[Data shown]

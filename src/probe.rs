//! Platform dependency probe.
//!
//! Answers "why does rendering not work on this machine" before the user
//! finds out mid-batch: reports OS/arch plus the status of every runtime
//! dependency the engine can degrade without (pdfium) or cannot run
//! without (writable temp and data directories, bundled SQLite).

use crate::events::{DependencyReport, DependencyStatus};
use crate::render::raster;
use std::path::Path;

/// Probe the platform and every runtime dependency.
///
/// pdfium binding is attempted for real — the result is exactly what the
/// renderer's primary backend will see.
pub fn check_system_dependencies(data_dir: &Path, temp_dir: &Path) -> DependencyReport {
    let mut dependencies = Vec::new();

    match raster::bind_pdfium() {
        Ok(_) => dependencies.push(DependencyStatus {
            name: "pdfium".into(),
            installed: true,
            version: None,
            required: false,
            description: "PDF rasterisation library (primary render backend)".into(),
            error: None,
        }),
        Err(e) => dependencies.push(DependencyStatus {
            name: "pdfium".into(),
            installed: false,
            version: None,
            required: false,
            description: "PDF rasterisation library (primary render backend); \
                          pages fall back to placeholder rendering without it"
                .into(),
            error: Some(e),
        }),
    }

    dependencies.push(dir_status(
        "temp-dir",
        temp_dir,
        "scratch directory for rendered page images",
    ));
    dependencies.push(dir_status(
        "data-dir",
        data_dir,
        "cache and history storage directory",
    ));

    dependencies.push(DependencyStatus {
        name: "sqlite".into(),
        installed: true,
        version: Some(rusqlite::version().to_string()),
        required: true,
        description: "bundled SQLite (cache and history stores)".into(),
        error: None,
    });

    DependencyReport {
        os: std::env::consts::OS.to_string(),
        arch: std::env::consts::ARCH.to_string(),
        dependencies,
    }
}

fn dir_status(name: &str, dir: &Path, description: &str) -> DependencyStatus {
    let error = probe_writable(dir).err();
    DependencyStatus {
        name: name.into(),
        installed: error.is_none(),
        version: None,
        required: true,
        description: description.into(),
        error,
    }
}

fn probe_writable(dir: &Path) -> Result<(), String> {
    std::fs::create_dir_all(dir).map_err(|e| format!("create {}: {e}", dir.display()))?;
    let probe = dir.join(".write-probe");
    std::fs::write(&probe, b"ok").map_err(|e| format!("write {}: {e}", probe.display()))?;
    let _ = std::fs::remove_file(&probe);
    Ok(())
}
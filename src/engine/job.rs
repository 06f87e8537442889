//! Batch-job state machine and cooperative control.
//!
//! One [`JobControl`] exists per batch job. Its phase moves through
//! `running ↔ paused → cancelling`; `idle` is represented by the engine
//! holding no active job. Workers call [`JobControl::checkpoint`] between
//! pages: it parks them while paused and fails fast once cancelling. The
//! embedded [`CancellationToken`] is the same context every blocking layer
//! (rate limiter, HTTP call, single-flight wait) observes.

use crate::error::PageFailure;
use crate::events::JobStatus;
use serde::{Deserialize, Serialize};
use std::sync::Mutex;
use tokio::sync::Notify;
use tokio_util::sync::CancellationToken;

/// What a batch job does per page.
#[derive(Debug, Clone, Copy, PartialEq, Eq, Serialize, Deserialize)]
#[serde(rename_all = "kebab-case")]
pub enum JobMode {
    /// Recognition only.
    Ocr,
    /// Transformation of existing page text.
    Ai,
    /// Recognition immediately followed by transformation.
    OcrAi,
}

/// Non-idle phases of the active job.
#[derive(Debug, Clone, Copy, PartialEq, Eq)]
pub enum JobPhase {
    Running,
    Paused,
    Cancelling,
}

impl JobPhase {
    pub fn status(self) -> JobStatus {
        match self {
            JobPhase::Running => JobStatus::Running,
            JobPhase::Paused => JobStatus::Paused,
            JobPhase::Cancelling => JobStatus::Cancelling,
        }
    }
}

/// Serializable snapshot of the engine's job state for the shell.
#[derive(Debug, Clone, Serialize, Deserialize)]
pub struct JobStateSnapshot {
    pub job_id: u64,
    pub selected_pages: Vec<u32>,
    pub mode: JobMode,
    pub force_reprocess: bool,
    pub context_mode: bool,
    pub state: JobStatus,
    pub processed_count: usize,
    pub current_page: u32,
}

/// Shared control block for one batch job.
pub struct JobControl {
    phase: Mutex<JobPhase>,
    resumed: Notify,
    cancel: CancellationToken,
}

impl JobControl {
    pub fn new() -> Self {
        Self {
            phase: Mutex::new(JobPhase::Running),
            resumed: Notify::new(),
            cancel: CancellationToken::new(),
        }
    }

    pub fn phase(&self) -> JobPhase {
        *self.phase.lock().expect("job phase lock poisoned")
    }

    pub fn cancel_token(&self) -> &CancellationToken {
        &self.cancel
    }

    /// `running → paused`. Returns whether the transition happened.
    pub fn pause(&self) -> bool {
        let mut phase = self.phase.lock().expect("job phase lock poisoned");
        if *phase == JobPhase::Running {
            *phase = JobPhase::Paused;
            true
        } else {
            false
        }
    }

    /// `paused → running`, waking parked workers.
    pub fn resume(&self) -> bool {
        let mut phase = self.phase.lock().expect("job phase lock poisoned");
        if *phase == JobPhase::Paused {
            *phase = JobPhase::Running;
            drop(phase);
            self.resumed.notify_waiters();
            true
        } else {
            false
        }
    }

    /// `running | paused → cancelling`, cancelling the job context so every
    /// blocking layer unwinds. Also wakes parked workers so they can
    /// observe the cancellation.
    pub fn cancel(&self) -> bool {
        let mut phase = self.phase.lock().expect("job phase lock poisoned");
        match *phase {
            JobPhase::Running | JobPhase::Paused => {
                *phase = JobPhase::Cancelling;
                drop(phase);
                self.cancel.cancel();
                self.resumed.notify_waiters();
                true
            }
            JobPhase::Cancelling => false,
        }
    }

    /// Called by workers between pages: parks while paused, errors once
    /// cancelling.
    pub async fn checkpoint(&self, page: u32) -> Result<(), PageFailure> {
        loop {
            // Arm the notification before re-reading the phase so a resume
            // between the check and the await cannot be missed.
            let resumed = self.resumed.notified();
            match self.phase() {
                JobPhase::Running => return Ok(()),
                JobPhase::Cancelling => return Err(PageFailure::cancelled(page)),
                JobPhase::Paused => {
                    tokio::select! {
                        _ = self.cancel.cancelled() => return Err(PageFailure::cancelled(page)),
                        _ = resumed => {}
                    }
                }
            }
        }
    }
}

impl Default for JobControl {
    fn default() -> Self {
        Self::new()
    }
}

[/Data shown]

• **Task instructions**:
Reproduce the whole listing verbatim.

• **Problem solution**:
filename src/probe.rs
//! Platform dependency probe.
//!
//! Answers "why does rendering not work on this machine" before the user
//! finds out mid-batch: reports OS/arch plus the status of every runtime
//! dependency the engine can degrade without (pdfium) or cannot run
//! without (writable temp and data directories, bundled SQLite).

use crate::events::{DependencyReport, DependencyStatus};
use crate::render::raster;
use std::path::Path;

/// Probe the platform and every runtime dependency.
///
/// pdfium binding is attempted for real — the result is exactly what the
/// renderer's primary backend will see.
pub fn check_system_dependencies(data_dir: &Path, temp_dir: &Path) -> DependencyReport {
    let mut dependencies = Vec::new();

    match raster::bind_pdfium() {
        Ok(_) => dependencies.push(DependencyStatus {
            name: "pdfium".into(),
            installed: true,
            version: None,
            required: false,
            description: "PDF rasterisation library (primary render backend)".into(),
            error: None,
        }),
        Err(e) => dependencies.push(DependencyStatus {
            name: "pdfium".into(),
            installed: false,
            version: None,
            required: false,
            description: "PDF rasterisation library (primary render backend); \
                          pages fall back to placeholder rendering without it"
                .into(),
            error: Some(e),
        }),
    }

    dependencies.push(dir_status(
        "temp-dir",
        temp_dir,
        "scratch directory for rendered page images",
    ));
    dependencies.push(dir_status(
        "data-dir",
        data_dir,
        "cache and history storage directory",
    ));

    dependencies.push(DependencyStatus {
        name: "sqlite".into(),
        installed: true,
        version: Some(rusqlite::version().to_string()),
        required: true,
        description: "bundled SQLite (cache and history stores)".into(),
        error: None,
    });

    DependencyReport {
        os: std::env::consts::OS.to_string(),
        arch: std::env::consts::ARCH.to_string(),
        dependencies,
    }
}

fn dir_status(name: &str, dir: &Path, description: &str) -> DependencyStatus {
    let error = probe_writable(dir).err();
    DependencyStatus {
        name: name.into(),
        installed: error.is_none(),
        version: None,
        required: true,
        description: description.into(),
        error,
    }
}

fn probe_writable(dir: &Path) -> Result<(), String> {
    std::fs::create_dir_all(dir).map_err(|e| format!("create {}: {e}", dir.display()))?;
    let probe = dir.join(".write-probe");
    std::fs::write(&probe, b"ok").map_err(|e| format!("write {}: {e}", probe.display()))?;
    let _ = std::fs::remove_file(&probe);
    Ok(())
}
filename src/engine/job.rs
repository 06f87e8537442889
//! Batch-job state machine and cooperative control.
//!
//! One [`JobControl`] exists per batch job. Its phase moves through
//! `running ↔ paused → cancelling`; `idle` is represented by the engine
//! holding no active job. Workers call [`JobControl::checkpoint`] between
//! pages: it parks them while paused and fails fast once cancelling. The
//! embedded [`CancellationToken`] is the same context every blocking layer
//! (rate limiter, HTTP call, single-flight wait) observes.

use crate::error::PageFailure;
use crate::events::JobStatus;
use serde::{Deserialize, Serialize};
use std::sync::Mutex;
use tokio::sync::Notify;
use tokio_util::sync::CancellationToken;

/// What a batch job does per page.
#[derive(Debug, Clone, Copy, PartialEq, Eq, Serialize, Deserialize)]
#[serde(rename_all = "kebab-case")]
pub enum JobMode {
    /// Recognition only.
    Ocr,
    /// Transformation of existing page text.
    Ai,
    /// Recognition immediately followed by transformation.
    OcrAi,
}

/// Non-idle phases of the active job.
#[derive(Debug, Clone, Copy, PartialEq, Eq)]
pub enum JobPhase {
    Running,
    Paused,
    Cancelling,
}

impl JobPhase {
    pub fn status(self) -> JobStatus {
        match self {
            JobPhase::Running => JobStatus::Running,
            JobPhase::Paused => JobStatus::Paused,
            JobPhase::Cancelling => JobStatus::Cancelling,
        }
    }
}

/// Serializable snapshot of the engine's job state for the shell.
#[derive(Debug, Clone, Serialize, Deserialize)]
pub struct JobStateSnapshot {
    pub job_id: u64,
    pub selected_pages: Vec<u32>,
    pub mode: JobMode,
    pub force_reprocess: bool,
    pub context_mode: bool,
    pub state: JobStatus,
    pub processed_count: usize,
    pub current_page: u32,
}

/// Shared control block for one batch job.
pub struct JobControl {
    phase: Mutex<JobPhase>,
    resumed: Notify,
    cancel: CancellationToken,
}

impl JobControl {
    pub fn new() -> Self {
        Self {
            phase: Mutex::new(JobPhase::Running),
            resumed: Notify::new(),
            cancel: CancellationToken::new(),
        }
    }

    pub fn phase(&self) -> JobPhase {
        *self.phase.lock().expect("job phase lock poisoned")
    }

    pub fn cancel_token(&self) -> &CancellationToken {
        &self.cancel
    }

    /// `running → paused`. Returns whether the transition happened.
    pub fn pause(&self) -> bool {
        let mut phase = self.phase.lock().expect("job phase lock poisoned");
        if *phase == JobPhase::Running {
            *phase = JobPhase::Paused;
            true
        } else {
            false
        }
    }

    /// `paused → running`, waking parked workers.
    pub fn resume(&self) -> bool {
        let mut phase = self.phase.lock().expect("job phase lock poisoned");
        if *phase == JobPhase::Paused {
            *phase = JobPhase::Running;
            drop(phase);
            self.resumed.notify_waiters();
            true
        } else {
            false
        }
    }

    /// `running | paused → cancelling`, cancelling the job context so every
    /// blocking layer unwinds. Also wakes parked workers so they can
    /// observe the cancellation.
    pub fn cancel(&self) -> bool {
        let mut phase = self.phase.lock().expect("job phase lock poisoned");
        match *phase {
            JobPhase::Running | JobPhase::Paused => {
                *phase = JobPhase::Cancelling;
                drop(phase);
                self.cancel.cancel();
                self.resumed.notify_waiters();
                true
            }
            JobPhase::Cancelling => false,
        }
    }

    /// Called by workers between pages: parks while paused, errors once
    /// cancelling.
    pub async fn checkpoint(&self, page: u32) -> Result<(), PageFailure> {
        loop {
            // Arm the notification before re-reading the phase so a resume
            // between the check and the await cannot be missed.
            let resumed = self.resumed.notified();
            match self.phase() {
                JobPhase::Running => return Ok(()),
                JobPhase::Cancelling => return Err(PageFailure::cancelled(page)),
                JobPhase::Paused => {
                    tokio::select! {
                        _ = self.cancel.cancelled() => return Err(PageFailure::cancelled(page)),
                        _ = resumed => {}
                    }
                }
            }
        }
    }
}

impl Default for JobControl {
    fn default() -> Self {
        Self::new()
    }
}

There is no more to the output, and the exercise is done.